# Exercise materials

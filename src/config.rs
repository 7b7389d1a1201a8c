// file: src/config.rs
// description: application configuration management with toml support
// reference: https://docs.rs/config

use crate::error::{ProgressError, Result};
use crate::models::{Orientation, Stage, StageCatalog};
use crate::parser::{NormalizeOptions, UnknownStagePolicy};
use crate::utils::Validator;
use dotenvy::dotenv;
use serde::{Deserialize, Serialize};
use std::collections::HashMap;
use std::path::{Path, PathBuf};

pub const EXCLUDED_STAGE: &str = "Ineligible/declined participation/data currently unavailable";

#[derive(Debug, Clone, Deserialize, Serialize)]
pub struct Config {
    pub catalog: CatalogConfig,
    #[serde(default)]
    pub normalize: NormalizeConfig,
    pub report: ReportConfig,
    #[serde(default)]
    pub sites: Vec<SiteConfig>,
}

#[derive(Debug, Clone, Deserialize, Serialize)]
pub struct CatalogConfig {
    pub stages: Vec<Stage>,
    #[serde(default)]
    pub fallback_stage: Option<String>,
}

#[derive(Debug, Clone, Default, Deserialize, Serialize)]
pub struct NormalizeConfig {
    #[serde(default)]
    pub orientation: Orientation,
    #[serde(default)]
    pub unknown_stages: UnknownStagePolicy,
    #[serde(default)]
    pub stage_column: Option<String>,
    #[serde(default)]
    pub period_column: Option<String>,
    #[serde(default)]
    pub value_column: Option<String>,
}

/// What a report run does when a configured site file does not exist.
#[derive(Debug, Clone, Copy, PartialEq, Eq, Default, Deserialize, Serialize)]
#[serde(rename_all = "lowercase")]
pub enum MissingSourcePolicy {
    #[default]
    Fail,
    /// Substitute the built-in sample table and flag the site as sample data.
    Sample,
}

#[derive(Debug, Clone, Deserialize, Serialize)]
pub struct ReportConfig {
    pub output_dir: PathBuf,
    #[serde(default)]
    pub last_n_months: Option<usize>,
    #[serde(default)]
    pub missing_source: MissingSourcePolicy,
    #[serde(default)]
    pub pretty_json: bool,
    #[serde(default = "default_combined_name")]
    pub combined_name: String,
}

#[derive(Debug, Clone, Deserialize, Serialize)]
pub struct SiteConfig {
    pub name: String,
    pub path: PathBuf,
    #[serde(default)]
    pub orientation: Option<Orientation>,
}

fn default_combined_name() -> String {
    "Overall".to_string()
}

impl CatalogConfig {
    pub fn build(&self) -> Result<StageCatalog> {
        let builder = StageCatalog::builder().stages(self.stages.iter().cloned());
        match &self.fallback_stage {
            Some(name) => builder.fallback(name.clone()).build(),
            None => builder.build(),
        }
    }
}

impl NormalizeConfig {
    pub fn options(&self) -> NormalizeOptions {
        NormalizeOptions {
            orientation: self.orientation,
            unknown_stages: self.unknown_stages,
            stage_column: self.stage_column.clone(),
            period_column: self.period_column.clone(),
            value_column: self.value_column.clone(),
        }
    }

    /// Options for one site; a site-level orientation wins over the global one.
    pub fn options_for(&self, site: &SiteConfig) -> NormalizeOptions {
        let mut options = self.options();
        if let Some(orientation) = site.orientation {
            options.orientation = orientation;
        }
        options
    }
}

impl Config {
    pub fn load(path: Option<&Path>) -> Result<Self> {
        dotenv().ok();

        let mut builder = config::Config::builder();

        if let Some(path) = path {
            builder = builder.add_source(config::File::from(path));
        } else {
            builder = builder.add_source(config::File::from(Path::new("config/default.toml")));
        }

        builder = builder.add_source(
            config::Environment::with_prefix("STAGE_PROGRESS")
                .separator("__")
                .try_parsing(true),
        );

        let settings = builder
            .build()
            .map_err(|e| ProgressError::Config(e.to_string()))?;

        let config: Config = settings
            .try_deserialize()
            .map_err(|e| ProgressError::Config(e.to_string()))?;

        config.validate()?;
        Ok(config)
    }

    pub fn default_config() -> Self {
        let stage = |name: &str, color: &str| Stage::new(name).with_color(color);

        Self {
            catalog: CatalogConfig {
                stages: vec![
                    stage("Contact procedures not initiated", "#FFB6C1"),
                    stage("1st or 2nd invites", "#FFE4B5"),
                    stage("3rd or more invites", "#87CEEB"),
                    stage("Data sharing discussions and eligibility check", "#90EE90"),
                    stage("DTA in progress", "#D3D3D3"),
                    stage("DTA completed", "#98FB98"),
                    stage("Data sets in hand", "#008000"),
                    stage("Databases harmonised", "#ADD8E6").with_alias("Database harmonization"),
                    Stage::excluded(EXCLUDED_STAGE).with_color("#7F7F7F"),
                ],
                fallback_stage: Some("Other".to_string()),
            },
            normalize: NormalizeConfig::default(),
            report: ReportConfig {
                output_dir: PathBuf::from("./reports"),
                last_n_months: Some(8),
                missing_source: MissingSourcePolicy::Fail,
                pretty_json: true,
                combined_name: default_combined_name(),
            },
            sites: vec![
                SiteConfig {
                    name: "RP1".to_string(),
                    path: PathBuf::from("data/rp1.csv"),
                    orientation: None,
                },
                SiteConfig {
                    name: "Abidjan".to_string(),
                    path: PathBuf::from("data/abidjan.csv"),
                    orientation: None,
                },
                SiteConfig {
                    name: "Johannesburg".to_string(),
                    path: PathBuf::from("data/johannesburg.csv"),
                    orientation: None,
                },
            ],
        }
    }

    pub fn validate(&self) -> Result<()> {
        self.catalog
            .build()
            .map_err(|e| ProgressError::Config(e.to_string()))?;

        if self.report.last_n_months == Some(0) {
            return Err(ProgressError::Config(
                "last_n_months must be greater than 0".to_string(),
            ));
        }

        if self.report.combined_name.trim().is_empty() {
            return Err(ProgressError::Config(
                "combined_name must not be blank".to_string(),
            ));
        }

        check_site_names(&self.sites, &self.report.combined_name)?;

        Ok(())
    }
}

/// Site names become export file stems, so two names that sanitize to the
/// same stem (or to the combined table's stem) would overwrite each other.
pub(crate) fn check_site_names(sites: &[SiteConfig], combined_name: &str) -> Result<()> {
    let mut seen = HashMap::new();
    seen.insert(Validator::sanitize_file_stem(combined_name), combined_name);

    for site in sites {
        if site.name.trim().is_empty() {
            return Err(ProgressError::Config(format!(
                "site at {} has a blank name",
                site.path.display()
            )));
        }
        let stem = Validator::sanitize_file_stem(&site.name);
        if let Some(previous) = seen.insert(stem, site.name.as_str()) {
            return Err(ProgressError::Config(format!(
                "site names '{}' and '{}' map to the same output files",
                previous, site.name
            )));
        }
    }

    Ok(())
}
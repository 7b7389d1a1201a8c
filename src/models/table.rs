// file: src/models/table.rs
// description: canonical stage x month count matrix and the site datasets that own them
// reference: internal data structures

use crate::error::{ProgressError, Result};
use crate::models::month::Month;
use crate::models::raw::RawTable;
use crate::models::stage::{Stage, StageCatalog};
use serde::{Deserialize, Serialize};
use std::fmt;
use std::path::PathBuf;
use std::sync::Arc;

/// Canonical progress table.
///
/// Holds one row per catalog stage (catalog order) and one column per month
/// (ascending, unique). Every cell is present; absent data is zero.
/// The sum of all cells fits in a `u64`, so every row, column and
/// monthly total does too.
#[derive(Debug, Clone)]
pub struct ProgressTable {
    catalog: Arc<StageCatalog>,
    months: Vec<Month>,
    // counts[stage][month]
    counts: Vec<Vec<u64>>,
    total: u64,
}

impl ProgressTable {
    /// Builds a table from a dense matrix, checking its shape.
    pub fn from_counts(
        catalog: Arc<StageCatalog>,
        months: Vec<Month>,
        counts: Vec<Vec<u64>>,
    ) -> Result<Self> {
        if months.windows(2).any(|w| w[0] >= w[1]) {
            return Err(ProgressError::Schema(
                "months must be unique and in ascending order".to_string(),
            ));
        }

        if counts.len() != catalog.len() {
            return Err(ProgressError::Schema(format!(
                "expected {} stage rows, got {}",
                catalog.len(),
                counts.len()
            )));
        }

        if let Some((index, row)) = counts
            .iter()
            .enumerate()
            .find(|(_, row)| row.len() != months.len())
        {
            return Err(ProgressError::Schema(format!(
                "stage row {} has {} cells for {} months",
                index,
                row.len(),
                months.len()
            )));
        }

        let mut total: u64 = 0;
        for (stage_index, row) in counts.iter().enumerate() {
            for (month_index, count) in row.iter().enumerate() {
                total = total.checked_add(*count).ok_or_else(|| ProgressError::CountOverflow {
                    stage: catalog.stages()[stage_index].name.clone(),
                    period: months[month_index].to_string(),
                })?;
            }
        }

        Ok(Self {
            catalog,
            months,
            counts,
            total,
        })
    }

    /// All-zero table over the given months (sorted and deduplicated).
    pub fn zeroed(catalog: Arc<StageCatalog>, months: impl IntoIterator<Item = Month>) -> Self {
        let mut months: Vec<Month> = months.into_iter().collect();
        months.sort();
        months.dedup();

        let counts = vec![vec![0; months.len()]; catalog.len()];
        Self {
            catalog,
            months,
            counts,
            total: 0,
        }
    }

    pub fn catalog(&self) -> &StageCatalog {
        &self.catalog
    }

    pub fn shared_catalog(&self) -> &Arc<StageCatalog> {
        &self.catalog
    }

    pub fn months(&self) -> &[Month] {
        &self.months
    }

    pub fn month_count(&self) -> usize {
        self.months.len()
    }

    pub fn stage_count(&self) -> usize {
        self.counts.len()
    }

    pub fn is_empty(&self) -> bool {
        self.months.is_empty()
    }

    pub fn month_index(&self, month: Month) -> Option<usize> {
        self.months.binary_search(&month).ok()
    }

    /// Count for a stage (name or alias) in a month.
    pub fn get(&self, stage: &str, month: Month) -> Option<u64> {
        let row = self.catalog.index_of(stage)?;
        let column = self.month_index(month)?;
        Some(self.counts[row][column])
    }

    pub fn count_at(&self, stage_index: usize, month_index: usize) -> u64 {
        self.counts[stage_index][month_index]
    }

    pub fn stage_series(&self, stage_index: usize) -> &[u64] {
        &self.counts[stage_index]
    }

    /// Stage counts for one month in catalog order.
    pub fn column(&self, month_index: usize) -> Vec<u64> {
        self.counts.iter().map(|row| row[month_index]).collect()
    }

    pub fn rows(&self) -> impl Iterator<Item = (&Stage, &[u64])> {
        self.catalog
            .stages()
            .iter()
            .zip(self.counts.iter().map(|row| row.as_slice()))
    }

    pub fn grand_total(&self) -> u64 {
        self.total
    }

    /// Adds to one cell, failing instead of wrapping when the table total
    /// would leave the `u64` range.
    pub(crate) fn add_at(
        &mut self,
        stage_index: usize,
        month_index: usize,
        value: u64,
    ) -> Result<()> {
        self.total = self
            .total
            .checked_add(value)
            .ok_or_else(|| ProgressError::CountOverflow {
                stage: self.catalog.stages()[stage_index].name.clone(),
                period: self.months[month_index].to_string(),
            })?;
        self.counts[stage_index][month_index] += value;
        Ok(())
    }

    /// The `last_n` most recent months. A sub-table of a valid table,
    /// so its total cannot overflow.
    pub fn last_months(&self, last_n: usize) -> ProgressTable {
        let skip = self.months.len().saturating_sub(last_n);
        let counts: Vec<Vec<u64>> = self.counts.iter().map(|row| row[skip..].to_vec()).collect();
        let total = counts.iter().flatten().sum();

        Self {
            catalog: Arc::clone(&self.catalog),
            months: self.months[skip..].to_vec(),
            counts,
            total,
        }
    }

    /// Renders the table back into a wide raw table (`Stage` + `YYYY-MM` headers).
    pub fn to_raw(&self) -> RawTable {
        let mut headers = Vec::with_capacity(self.months.len() + 1);
        headers.push("Stage".to_string());
        headers.extend(self.months.iter().map(|m| m.to_string()));

        let rows = self
            .rows()
            .map(|(stage, counts)| {
                std::iter::once(stage.name.clone())
                    .chain(counts.iter().map(|c| c.to_string()))
                    .collect()
            })
            .collect();

        RawTable::new(headers, rows)
    }
}

impl PartialEq for ProgressTable {
    fn eq(&self, other: &Self) -> bool {
        self.catalog == other.catalog && self.months == other.months && self.counts == other.counts
    }
}

impl Eq for ProgressTable {}

/// Where a site's data came from.
#[derive(Debug, Clone, PartialEq, Eq, Serialize, Deserialize)]
#[serde(tag = "kind", content = "value", rename_all = "snake_case")]
pub enum SourceIdentity {
    File(PathBuf),
    /// Built-in demonstration data, only ever chosen by explicit policy.
    Sample,
}

impl SourceIdentity {
    pub fn is_sample(&self) -> bool {
        matches!(self, SourceIdentity::Sample)
    }
}

impl fmt::Display for SourceIdentity {
    fn fmt(&self, f: &mut fmt::Formatter<'_>) -> fmt::Result {
        match self {
            SourceIdentity::File(path) => write!(f, "{}", path.display()),
            SourceIdentity::Sample => f.write_str("built-in sample data"),
        }
    }
}

/// One site's normalized table. Read-only once constructed.
#[derive(Debug, Clone, PartialEq)]
pub struct SiteDataset {
    name: String,
    source: SourceIdentity,
    table: ProgressTable,
}

impl SiteDataset {
    pub fn new(name: impl Into<String>, source: SourceIdentity, table: ProgressTable) -> Self {
        Self {
            name: name.into(),
            source,
            table,
        }
    }

    pub fn name(&self) -> &str {
        &self.name
    }

    pub fn source(&self) -> &SourceIdentity {
        &self.source
    }

    pub fn table(&self) -> &ProgressTable {
        &self.table
    }
}

/// Cell-wise sum of several site tables.
#[derive(Debug, Clone, PartialEq)]
pub struct CombinedTable {
    sites: Vec<String>,
    table: ProgressTable,
}

impl CombinedTable {
    pub fn new(sites: Vec<String>, table: ProgressTable) -> Self {
        Self { sites, table }
    }

    pub fn sites(&self) -> &[String] {
        &self.sites
    }

    pub fn table(&self) -> &ProgressTable {
        &self.table
    }
}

# Work required
Work out the number of lines in the records containing the word "insert". Write only that number.

# Solved problem
2